MATERIAL TO PROCESS
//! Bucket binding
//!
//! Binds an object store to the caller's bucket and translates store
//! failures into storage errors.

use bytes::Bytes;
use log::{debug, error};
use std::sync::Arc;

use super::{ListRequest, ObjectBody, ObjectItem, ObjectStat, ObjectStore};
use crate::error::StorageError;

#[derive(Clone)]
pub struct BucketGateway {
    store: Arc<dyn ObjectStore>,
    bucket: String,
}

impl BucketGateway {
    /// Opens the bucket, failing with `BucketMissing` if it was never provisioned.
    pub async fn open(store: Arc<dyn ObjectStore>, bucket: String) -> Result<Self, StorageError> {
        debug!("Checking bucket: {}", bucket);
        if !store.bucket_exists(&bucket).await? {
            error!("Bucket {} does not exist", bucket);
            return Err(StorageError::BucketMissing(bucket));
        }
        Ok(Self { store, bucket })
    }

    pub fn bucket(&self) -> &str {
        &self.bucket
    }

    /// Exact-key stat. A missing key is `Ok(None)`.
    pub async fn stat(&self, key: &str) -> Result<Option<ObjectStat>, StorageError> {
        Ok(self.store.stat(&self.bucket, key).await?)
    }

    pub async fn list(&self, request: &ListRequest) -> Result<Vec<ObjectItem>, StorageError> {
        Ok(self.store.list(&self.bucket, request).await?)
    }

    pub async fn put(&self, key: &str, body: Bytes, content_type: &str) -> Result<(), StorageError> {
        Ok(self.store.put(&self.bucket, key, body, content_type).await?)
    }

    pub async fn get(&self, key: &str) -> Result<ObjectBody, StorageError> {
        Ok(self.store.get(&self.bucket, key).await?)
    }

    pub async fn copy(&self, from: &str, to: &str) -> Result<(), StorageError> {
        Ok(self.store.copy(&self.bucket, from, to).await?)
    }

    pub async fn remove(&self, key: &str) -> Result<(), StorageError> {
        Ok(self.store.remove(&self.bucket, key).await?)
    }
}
...
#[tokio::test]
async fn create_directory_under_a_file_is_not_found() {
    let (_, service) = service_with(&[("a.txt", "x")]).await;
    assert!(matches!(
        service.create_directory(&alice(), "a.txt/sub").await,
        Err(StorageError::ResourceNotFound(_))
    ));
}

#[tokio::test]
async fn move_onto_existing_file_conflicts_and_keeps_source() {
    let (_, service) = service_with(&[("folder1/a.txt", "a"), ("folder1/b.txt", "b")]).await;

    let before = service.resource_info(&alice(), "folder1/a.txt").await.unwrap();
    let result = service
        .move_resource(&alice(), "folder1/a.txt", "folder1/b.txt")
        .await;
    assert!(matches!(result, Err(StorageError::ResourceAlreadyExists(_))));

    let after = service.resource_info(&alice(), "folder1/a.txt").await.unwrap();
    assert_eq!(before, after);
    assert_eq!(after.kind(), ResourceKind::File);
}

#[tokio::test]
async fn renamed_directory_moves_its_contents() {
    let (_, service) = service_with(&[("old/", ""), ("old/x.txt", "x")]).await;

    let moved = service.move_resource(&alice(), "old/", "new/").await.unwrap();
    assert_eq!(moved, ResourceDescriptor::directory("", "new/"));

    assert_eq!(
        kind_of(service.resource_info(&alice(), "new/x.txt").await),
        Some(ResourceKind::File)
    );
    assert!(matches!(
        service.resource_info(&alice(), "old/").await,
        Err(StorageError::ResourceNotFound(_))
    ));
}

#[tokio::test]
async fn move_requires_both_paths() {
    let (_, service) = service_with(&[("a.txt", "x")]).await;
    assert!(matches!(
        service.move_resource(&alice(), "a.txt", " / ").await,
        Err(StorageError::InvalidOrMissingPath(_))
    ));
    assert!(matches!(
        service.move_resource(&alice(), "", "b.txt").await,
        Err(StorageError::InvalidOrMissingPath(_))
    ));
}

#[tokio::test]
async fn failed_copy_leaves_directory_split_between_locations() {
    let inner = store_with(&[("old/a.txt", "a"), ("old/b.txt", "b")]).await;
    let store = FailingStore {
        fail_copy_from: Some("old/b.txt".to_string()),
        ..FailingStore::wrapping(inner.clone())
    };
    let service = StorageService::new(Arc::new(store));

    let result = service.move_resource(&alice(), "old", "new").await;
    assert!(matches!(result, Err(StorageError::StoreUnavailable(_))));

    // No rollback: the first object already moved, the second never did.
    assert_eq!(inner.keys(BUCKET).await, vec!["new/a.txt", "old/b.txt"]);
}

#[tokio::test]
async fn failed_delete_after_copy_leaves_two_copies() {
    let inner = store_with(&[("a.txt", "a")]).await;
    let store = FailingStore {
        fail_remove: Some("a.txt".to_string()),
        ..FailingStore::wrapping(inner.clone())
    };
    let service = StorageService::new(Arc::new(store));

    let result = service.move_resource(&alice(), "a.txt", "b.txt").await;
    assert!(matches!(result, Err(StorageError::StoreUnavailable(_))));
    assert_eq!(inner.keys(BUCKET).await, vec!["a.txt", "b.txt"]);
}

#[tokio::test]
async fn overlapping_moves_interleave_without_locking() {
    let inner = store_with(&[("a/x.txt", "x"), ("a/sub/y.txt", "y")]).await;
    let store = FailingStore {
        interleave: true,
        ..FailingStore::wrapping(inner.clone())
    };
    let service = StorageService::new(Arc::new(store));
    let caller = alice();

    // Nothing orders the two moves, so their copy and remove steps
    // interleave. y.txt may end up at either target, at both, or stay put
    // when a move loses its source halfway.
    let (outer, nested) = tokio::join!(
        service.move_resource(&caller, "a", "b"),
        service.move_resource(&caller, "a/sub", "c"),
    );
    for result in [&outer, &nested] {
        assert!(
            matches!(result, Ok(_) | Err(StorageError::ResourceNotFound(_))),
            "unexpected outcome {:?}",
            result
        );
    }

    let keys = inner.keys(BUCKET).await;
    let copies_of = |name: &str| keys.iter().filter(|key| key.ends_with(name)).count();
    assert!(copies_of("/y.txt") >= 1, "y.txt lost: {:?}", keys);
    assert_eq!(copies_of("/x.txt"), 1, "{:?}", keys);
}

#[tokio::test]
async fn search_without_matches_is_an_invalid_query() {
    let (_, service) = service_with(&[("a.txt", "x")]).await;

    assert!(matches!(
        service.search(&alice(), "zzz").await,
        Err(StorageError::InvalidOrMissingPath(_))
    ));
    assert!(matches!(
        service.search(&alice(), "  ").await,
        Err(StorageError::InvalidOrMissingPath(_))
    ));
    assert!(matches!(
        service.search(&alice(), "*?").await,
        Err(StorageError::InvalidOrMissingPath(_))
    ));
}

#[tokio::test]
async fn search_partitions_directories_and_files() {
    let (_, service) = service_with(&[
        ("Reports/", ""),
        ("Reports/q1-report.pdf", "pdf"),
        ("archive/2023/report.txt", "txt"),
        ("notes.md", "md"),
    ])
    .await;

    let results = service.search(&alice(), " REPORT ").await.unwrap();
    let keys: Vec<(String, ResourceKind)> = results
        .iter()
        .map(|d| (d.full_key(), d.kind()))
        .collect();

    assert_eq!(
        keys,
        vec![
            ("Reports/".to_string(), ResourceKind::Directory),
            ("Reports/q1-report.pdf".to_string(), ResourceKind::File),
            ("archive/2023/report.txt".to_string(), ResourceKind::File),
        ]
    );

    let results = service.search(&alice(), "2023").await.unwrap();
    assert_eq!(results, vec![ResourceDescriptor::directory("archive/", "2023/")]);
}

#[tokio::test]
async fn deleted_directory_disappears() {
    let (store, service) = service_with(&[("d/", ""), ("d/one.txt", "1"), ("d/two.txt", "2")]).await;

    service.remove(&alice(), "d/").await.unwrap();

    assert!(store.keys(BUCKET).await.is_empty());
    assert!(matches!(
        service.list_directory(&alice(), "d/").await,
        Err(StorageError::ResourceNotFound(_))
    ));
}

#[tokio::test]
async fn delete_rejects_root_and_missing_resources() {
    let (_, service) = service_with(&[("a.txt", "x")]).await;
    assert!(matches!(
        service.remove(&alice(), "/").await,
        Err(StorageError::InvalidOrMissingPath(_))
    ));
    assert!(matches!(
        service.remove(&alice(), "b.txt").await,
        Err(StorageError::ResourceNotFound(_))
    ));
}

WHAT YOU HAVE TO DO
Pick every line containing the word "iter" out of the material, and copy those lines.

WRITTEN RESPONSE
    let copies_of = |name: &str| keys.iter().filter(|key| key.ends_with(name)).count();
        .iter()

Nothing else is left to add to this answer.